AOTA Statement on Better Care Reconciliation Act of 2017 (BCRA)

The Arizona Occupational Therapy Association would like to share with its members an update from AOTA regarding federal legislation that has potential negative impact for occupational therapy services in Arizona. "AOTA believes that certain provisions of the BCRA would jeopardize sources of funding and guarantees of coverage for occupational therapy services that help people across the lifespan achieve health, functioning, and independence. The plan to restructure the Medicaid program goes much farther than repealing and replacing the health care reform law enacted in 2010. By changing Medicaid from an open-ended guarantee to a capped or block granted program, the BCRA has the potential to affect millions of children, adults with serious disabilities, people receiving home and community based services, seniors in nursing homes, and kids getting therapy services in schools.

Like the House-passed American Health Care Act (AHCA), the BCRA imposes a per capita cap which is designed to grow slower than the projected growth rate for Medicaid per-beneficiary costs. Under a per capita cap, federal funding would not increase for emergencies or other developments that increase average cost per enrollee, like a new disease outbreak or the opioid epidemic. As the difference between what states are entitled to under current law and what they get under a cap grows over time, states will consider cutting eligibility, covered benefits, and provider payments. Optional Medicaid services like occupational therapy for adults will likely be among the first to be cut and home and community based services may be diminished as states adjust to the caps. The BCRA’s caps grow significantly more slowly than those proposed in the AHCA.

Pediatric occupational therapy services are mandatory services under Medicaid’s Early and Periodic Screening, Diagnostic, and Treatment (EPSDT) benefit. EPSDT is designed to ensure that children get the services they need for maximum health, education, and independence by mandating a comprehensive set of benefits that includes therapy services. AOTA is concerned that a loss of hundreds of millions of dollars of federal funding will force states to curtail Medicaid’s child health benefit.  

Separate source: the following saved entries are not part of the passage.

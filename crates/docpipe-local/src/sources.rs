//! HTTP-backed document sources: raw markup for HTML pages, parsed documents for PDFs.

use crate::extract::{bytes_look_like_pdf, ExtractedPdf};
use docpipe_core::{
    Error, FetchBackend, FetchRequest, FetchResponse, HtmlSource, PdfDocument, PdfSource, Result,
};
use std::collections::BTreeMap;
use std::sync::Arc;
use std::time::Duration;
use tracing::debug;

pub const HTML_TIMEOUT_MS: u64 = 10_000;

/// Headers sent with every HTML page request; some sites refuse non-browser clients.
pub fn browser_headers() -> BTreeMap<String, String> {
    [
        (
            "User-Agent",
            "Mozilla/5.0 (Windows NT 10.0; Win64; x64) AppleWebKit/537.36 (KHTML, like Gecko) Chrome/58.0.3029.110 Safari/537.36",
        ),
        (
            "Accept",
            "text/html,application/xhtml+xml,application/xml;q=0.9,image/webp,image/apng,*/*;q=0.8",
        ),
        ("Accept-Encoding", "gzip, deflate, br"),
        ("Connection", "keep-alive"),
    ]
    .into_iter()
    .map(|(k, v)| (k.to_string(), v.to_string()))
    .collect()
}

/// Decode a page body using the `charset` of its content type, UTF-8 when absent or unknown.
///
/// A byte-order mark wins over the declared charset; malformed sequences become U+FFFD.
pub fn decode_body(bytes: &[u8], content_type: Option<&str>) -> String {
    let encoding = content_type
        .and_then(charset_label)
        .and_then(|label| encoding_rs::Encoding::for_label(label.as_bytes()))
        .unwrap_or(encoding_rs::UTF_8);
    let (text, _, _) = encoding.decode(bytes);
    text.into_owned()
}

fn charset_label(content_type: &str) -> Option<&str> {
    content_type.split(';').skip(1).find_map(|param| {
        let (name, value) = param.split_once('=')?;
        name.trim()
            .eq_ignore_ascii_case("charset")
            .then(|| value.trim().trim_matches('"'))
    })
}

fn timeout_ms(d: Duration) -> u64 {
    u64::try_from(d.as_millis()).unwrap_or(u64::MAX)
}

#[derive(Clone)]
pub struct HttpHtmlSource {
    backend: Arc<dyn FetchBackend>,
    timeout: Duration,
}

impl HttpHtmlSource {
    pub fn new(backend: Arc<dyn FetchBackend>) -> Self {
        Self {
            backend,
            timeout: Duration::from_millis(HTML_TIMEOUT_MS),
        }
    }

    pub fn with_timeout(mut self, timeout: Duration) -> Self {
        self.timeout = timeout;
        self
    }
}

#[async_trait::async_trait]
impl HtmlSource for HttpHtmlSource {
    async fn fetch_html(&self, url: &str) -> Result<String> {
        let req = FetchRequest {
            url: url.to_string(),
            timeout_ms: Some(timeout_ms(self.timeout)),
            headers: browser_headers(),
        };
        let resp = self.backend.fetch(&req).await?.error_for_status()?;
        Ok(decode_body(&resp.bytes, resp.content_type.as_deref()))
    }
}

#[derive(Clone)]
pub struct HttpPdfSource {
    backend: Arc<dyn FetchBackend>,
    timeout: Option<Duration>,
}

impl HttpPdfSource {
    pub fn new(backend: Arc<dyn FetchBackend>) -> Self {
        Self {
            backend,
            timeout: None,
        }
    }

    pub fn with_timeout(mut self, timeout: Option<Duration>) -> Self {
        self.timeout = timeout;
        self
    }

    async fn fetch_pdf_bytes(&self, url: &str) -> Result<FetchResponse> {
        let req = FetchRequest {
            url: url.to_string(),
            timeout_ms: self.timeout.map(timeout_ms),
            headers: BTreeMap::new(),
        };
        let resp = self.backend.fetch(&req).await?.error_for_status()?;
        if !bytes_look_like_pdf(&resp.bytes) {
            return Err(Error::Fetch(format!(
                "not a PDF (content-type {}): {}",
                resp.content_type.as_deref().unwrap_or("unknown"),
                resp.final_url
            )));
        }
        Ok(resp)
    }
}

#[async_trait::async_trait]
impl PdfSource for HttpPdfSource {
    async fn load(&self, url: &str) -> Result<Box<dyn PdfDocument>> {
        let resp = self.fetch_pdf_bytes(url).await?;
        let bytes = resp.bytes;
        let t0 = std::time::Instant::now();
        let doc = tokio::task::spawn_blocking(move || ExtractedPdf::from_mem(&bytes))
            .await
            .map_err(|e| Error::Fetch(format!("pdf parse join failed: {e}")))??;
        debug!(
            url,
            pages = doc.page_count(),
            elapsed_ms = t0.elapsed().as_millis() as u64,
            "pdf parsed"
        );
        Ok(Box::new(doc))
    }
}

A per capita cap would also jeopardize a source of funding that helps schools pay for occupational therapy and other Medicaid-covered services required under the Individuals with Disabilities Education Act (IDEA). Currently, Medicaid pays $4 billion a year for occupational therapy and other services for children with disabilities that support their right to a free appropriate public education.

Medicaid expansion has connected individuals with disabilities and chronic conditions, including mental health and substance use disorders, to occupational therapy and other health care services. It has also allowed individuals caring for people with serious disabilities to access health insurance to maintain their own health and wellbeing.

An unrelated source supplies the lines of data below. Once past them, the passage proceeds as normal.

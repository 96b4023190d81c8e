//! Single-slot holder for the most recent extraction.
//!
//! The slot is not keyed by caller or source: whichever pipeline finishes last wins.

use crate::{Error, Result, SourceKind};
use serde::Serialize;
use std::sync::{Arc, RwLock};

#[derive(Debug, Clone, PartialEq, Eq, Serialize)]
pub struct LastResult {
    pub text: String,
    pub source: SourceKind,
    pub url: String,
}

#[derive(Debug, Default)]
pub struct LastResultStore {
    slot: RwLock<Option<Arc<LastResult>>>,
}

impl LastResultStore {
    pub fn new() -> Self {
        Self::default()
    }

    /// Overwrite the slot unconditionally.
    pub fn set(&self, result: LastResult) {
        let next = Arc::new(result);
        // A poisoned lock still holds a complete value; the write below is a pointer swap.
        let mut slot = self.slot.write().unwrap_or_else(|e| e.into_inner());
        *slot = Some(next);
    }

    pub fn get(&self) -> Result<Arc<LastResult>> {
        let slot = self.slot.read().unwrap_or_else(|e| e.into_inner());
        slot.clone()
            .ok_or_else(|| Error::NotFound("no extraction has completed yet".to_string()))
    }
}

The Senate bill makes changes to individual and small group market rules that would undercut nationwide coverage standards by broadening an existing waiver authority and making it easier for states to obtain. “Rehabilitative and habilitative services and devices” is one of the 10 categories of essential health benefits (EHBs) that individual and small group plans have to cover, but that the BCRA would allow states to waive. Habilitative services help people keep, learn, or improve skills and functioning for daily living that they never had, while rehabilitative services help people keep, get back, or improve skills and functioning for daily living that have been lost or diminished because of injury, illness, or disability.

For occupational therapy practitioners and the people they serve, encouraging states to waive the EHB standards through 1332 waivers could be as consequential and disruptive as allowing states to opt out of pre-existing condition protections. The Congressional Budget Office projects that rehabilitative and habilitative services are among the categories of services most likely to be eliminated if states are given the chance to redefine the EHBs. Waiving the EHBs will weaken protections for people with pre-existing conditions because without minimum benefit standards there is no guarantee that health plans will cover the services that people with serious illnesses, disabilities, or chronic conditions need. Health plans may be designed to exclude enrollees with high-cost conditions by excluding the services they need, and health plans that choose to cover an expensive condition will soon attract a sicker risk pool, raise premiums, and become unaffordable.

The AHCA’s EHB waivers could also undermine the economic security of Americans with employer-sponsored insurance. The ban on annual and lifetime limits and the cap on yearly out-of-pocket costs in current law only apply to services that are defined as EHBs. A state that chooses to waive the rehabilitative and habilitative services EHB will be exposing people who get their coverage on the job to higher out-of-pocket costs and new limits on therapy services."